The findings of this review may help to advocate for a more inclusive and neurodiversity affirming approach to communication, where AAC should be used in a range of settings to support everyday life. It challenges the idea that spoken language should always be the goal, and that simply teaching a person to request is enough.
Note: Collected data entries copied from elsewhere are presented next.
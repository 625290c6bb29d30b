//! Runtime configuration.
//!
//! Supports explicit configuration through a bon builder and environment variable fallbacks.

use std::path::PathBuf;
use std::sync::Arc;

use bon::bon;
use kiln_device::{KernelCache, NullCache, PersistentCache};

/// Directory name appended to the fallback base directories.
pub const CACHE_DIR_NAME: &str = "kiln-cache";

/// Where compiled kernel binaries are kept.
#[derive(Debug, Clone, Default, PartialEq, Eq)]
pub enum CacheLocation {
    /// No caching; every kernel is compiled from source.
    #[default]
    Disabled,
    /// Process-local cache.
    Memory,
    Directory(PathBuf),
}

#[derive(Debug, Clone, Default, PartialEq, Eq)]
pub struct RuntimeConfig {
    pub cache: CacheLocation,
}

#[bon]
impl RuntimeConfig {
    #[builder]
    pub fn new(#[builder(default)] cache: CacheLocation) -> Self {
        Self { cache }
    }

    /// Create configuration from environment variables.
    ///
    /// # Environment Variables
    ///
    /// * `KILN_DISABLE_CACHE` - Disable the kernel cache if set
    /// * `KILN_CACHE_DIR` - Cache directory; `:memory:` keeps the cache in process memory
    /// * `LOCALAPPDATA`, `HOME`, `USERPROFILE` - Tried in order when `KILN_CACHE_DIR` is unset;
    ///   the cache lives in `kiln-cache` under the first one found
    pub fn from_env() -> Self {
        Self::from_lookup(|key| std::env::var(key).ok())
    }

    pub(crate) fn from_lookup(lookup: impl Fn(&str) -> Option<String>) -> Self {
        if lookup("KILN_DISABLE_CACHE").is_some() {
            return Self { cache: CacheLocation::Disabled };
        }

        let cache = match lookup("KILN_CACHE_DIR").filter(|dir| !dir.is_empty()) {
            Some(dir) if dir == ":memory:" => CacheLocation::Memory,
            Some(dir) => CacheLocation::Directory(PathBuf::from(dir)),
            None => ["LOCALAPPDATA", "HOME", "USERPROFILE"]
                .into_iter()
                .find_map(|key| lookup(key).filter(|base| !base.is_empty()))
                .map(|base| CacheLocation::Directory(PathBuf::from(base).join(CACHE_DIR_NAME)))
                .unwrap_or_default(),
        };
        Self { cache }
    }

    /// Instantiate the configured cache.
    ///
    /// A directory that cannot be created degrades to no caching.
    pub fn open_cache(&self) -> Arc<dyn KernelCache> {
        match &self.cache {
            CacheLocation::Disabled => Arc::new(NullCache),
            CacheLocation::Memory => Arc::new(PersistentCache::in_memory()),
            CacheLocation::Directory(dir) => match PersistentCache::open(dir) {
                Ok(cache) => Arc::new(cache),
                Err(err) => {
                    tracing::warn!(cache.dir = %dir.display(), error = %err, "kernel cache unavailable; caching disabled");
                    Arc::new(NullCache)
                }
            },
        }
    }
}
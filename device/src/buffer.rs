use std::any::Any;
use std::fmt;
use std::sync::Arc;

use kiln_dtype::ScalarDType;
use smallvec::SmallVec;

use crate::error::{InvalidViewSnafu, RankMismatchSnafu, Result};

pub type Shape = SmallVec<[usize; 4]>;
pub type Strides = SmallVec<[isize; 4]>;

/// Backend-owned device allocation.
///
/// Implementations release the memory in `Drop`.
pub trait DeviceMemory: Send + Sync + fmt::Debug {
    /// Allocation size in bytes.
    fn size(&self) -> usize;

    fn as_any(&self) -> &dyn Any;
}

/// Shared handle to device memory.
///
/// Clones refer to the same allocation, which is freed when the last handle drops.
#[derive(Debug, Clone)]
pub struct Buffer {
    memory: Arc<dyn DeviceMemory>,
}

impl Buffer {
    pub fn new(memory: Arc<dyn DeviceMemory>) -> Self {
        Self { memory }
    }

    pub fn size(&self) -> usize {
        self.memory.size()
    }

    /// Access the backend's concrete memory type.
    pub fn downcast<T: DeviceMemory + 'static>(&self) -> Option<&T> {
        self.memory.as_any().downcast_ref::<T>()
    }

    /// Whether both handles refer to the same allocation.
    pub fn same_memory(&self, other: &Buffer) -> bool {
        std::ptr::addr_eq(Arc::as_ptr(&self.memory), Arc::as_ptr(&other.memory))
    }
}

/// Strided N-dimensional view of a buffer.
///
/// Offsets and strides are in bytes.
#[derive(Debug, Clone)]
pub struct ArrayView {
    pub buffer: Buffer,
    pub offset: usize,
    pub shape: Shape,
    pub strides: Strides,
    pub dtype: ScalarDType,
}

impl ArrayView {
    /// Create a view, checking that every addressable element lies inside the buffer.
    pub fn new(buffer: Buffer, offset: usize, shape: &[usize], strides: &[isize], dtype: ScalarDType) -> Result<Self> {
        snafu::ensure!(shape.len() == strides.len(), RankMismatchSnafu { shape: shape.len(), strides: strides.len() });
        let view = Self { buffer, offset, shape: shape.into(), strides: strides.into(), dtype };
        if let Some((start, end)) = view.byte_extent() {
            snafu::ensure!(
                start >= 0 && end <= view.buffer.size() as isize,
                InvalidViewSnafu { start, end, buffer_size: view.buffer.size() }
            );
        }
        Ok(view)
    }

    /// C-ordered view starting at byte 0.
    pub fn contiguous(buffer: Buffer, dtype: ScalarDType, shape: &[usize]) -> Result<Self> {
        let strides = c_strides(shape, dtype.bytes());
        Self::new(buffer, 0, shape, &strides, dtype)
    }

    pub fn nd(&self) -> usize {
        self.shape.len()
    }

    /// Number of elements.
    pub fn size(&self) -> usize {
        self.shape.iter().product()
    }

    pub fn is_empty(&self) -> bool {
        self.size() == 0
    }

    pub fn is_c_contiguous(&self) -> bool {
        let expected = c_strides(&self.shape, self.dtype.bytes());
        self.shape.iter().zip(self.strides.iter().zip(&expected)).all(|(&dim, (&s, &e))| dim <= 1 || s == e)
    }

    /// Half-open byte range touched by the view, `None` when it has no elements.
    pub fn byte_extent(&self) -> Option<(isize, isize)> {
        if self.is_empty() {
            return None;
        }
        let mut start = self.offset as isize;
        let mut end = self.offset as isize + self.dtype.bytes() as isize;
        for (&dim, &stride) in self.shape.iter().zip(&self.strides) {
            let span = (dim as isize - 1) * stride;
            if span < 0 {
                start += span;
            } else {
                end += span;
            }
        }
        Some((start, end))
    }
}

/// Byte strides of a C-ordered array.
pub fn c_strides(shape: &[usize], elem_bytes: usize) -> Strides {
    let mut strides: Strides = SmallVec::from_elem(0, shape.len());
    let mut acc = elem_bytes as isize;
    for (stride, &dim) in strides.iter_mut().zip(shape).rev() {
        *stride = acc;
        acc *= dim.max(1) as isize;
    }
    strides
}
Researchers are encouraged to consider the broader outcomes of AAC supports and provide guidance to clinicians in viewing AAC interventions as tools to empower autistic individuals.

Funding

The authors have nothing to report.

Conflicts of Interest

The authors declare no conflicts of interest.

Acknowledgements

We wish to thank Professor Bronwyn Hemsley for her expert contributions and insights that supported our research.

Open access publishing facilitated by The University of Sydney, as part of the Wiley ‐ The University of Sydney agreement via the Council of Australasian University Librarians

Appendix 1.

Full Search Strategy and Syntax

   

PICO element Search strategy
Autism (P) (‘autism’ OR ‘asd’ OR ‘spectrum disorder’ OR ‘asperger's disorder’ OR ‘autis*’)
AAC (I) (‘augmentative communication’ OR ‘AAC’ OR ‘speech generating devices’ OR ‘voice output devices’ OR ‘picture boards’ OR ‘sign’ OR ‘manual sign’)
Comparison (C) Not applicable
Outcome (O) Not applicable

Limitations: peer‐reviewed journal, human, English language, journal article and year 2000‐current

(‘autism’ OR ‘asd’ OR ‘spectrum disorder’ OR ‘asperger's disorder’ OR ‘autis*’) AND (‘augmentative communication’ OR ‘AAC’ OR ‘speech generating devices’ OR ‘voice output devices’ OR ‘picture boards’ OR ‘sign’ OR ‘manual sign’)

Appendix 2.

Exclusion Reasons for Excluded Papers

Exclusion reason Paper/s excluded Number
Outcomes other than inclusion criteria Alzrayer et al. (2017); Alzrayer et al. (2019); Babb et al. (2019); Cagliani et al. (2017); Cariveau et al. (2022); Chavers et al. (2021); Couper et al. (2014); Domanska et al. (2022); Genc‐Tosun and Kurt (2017); Gevarter et al. (2014); Gevarter et al. (2017); Gevarter et al. (2018); Hong et al. (2019); Lorah et al. (2014); Muharib et al. (2021); Roche et al. (2014); Sawchak et al. (2023); Sigafoos et al. (2013); van der Meer et al. (2013); Waddington et al. (2014) 20
Interventions other than AAC for communication Biggs et al. (2018); Frampton et al. (2020); Gevarter et al. (2014); Gevarter et al. (2020); Gevarter et al. (2021); Hyppa‐Martin et al. (2020); Lorah and Griffen (2023); McLay et al. (2015); Miller and Thiemann‐Bourque (2016); Shih et al. (2014); Sterrett et al. (2023); Still et al. (2015) 12
Not experimental study design Chua and Poon (2018); Dorney and Erickson (2019); Koudys et al. (2022); McLay et al. (2017); Mohan et al. (2019); Richardson et al. (2019); Sutherland (2013); Trembath et al. (2014); Walker et al. (2022); Webster et al. (2016) 10
Not published in English Pereira et al. (2020) 1
Individual/s not autistic Lorah (2016); Talkington et al. (2013); Therrien and Light (2018) 3
Total 46

Endnote

1

This review will use identity‐first language (e.g., ‘autistic people’, rather than ‘people with autism’), in line with community preferences and the broader neurodiversity‐affirming movement, where strengths, weaknesses and differences associated with autism are viewed as central to a person's identity (Kapp et al. 2013; Taboas et al. 2023).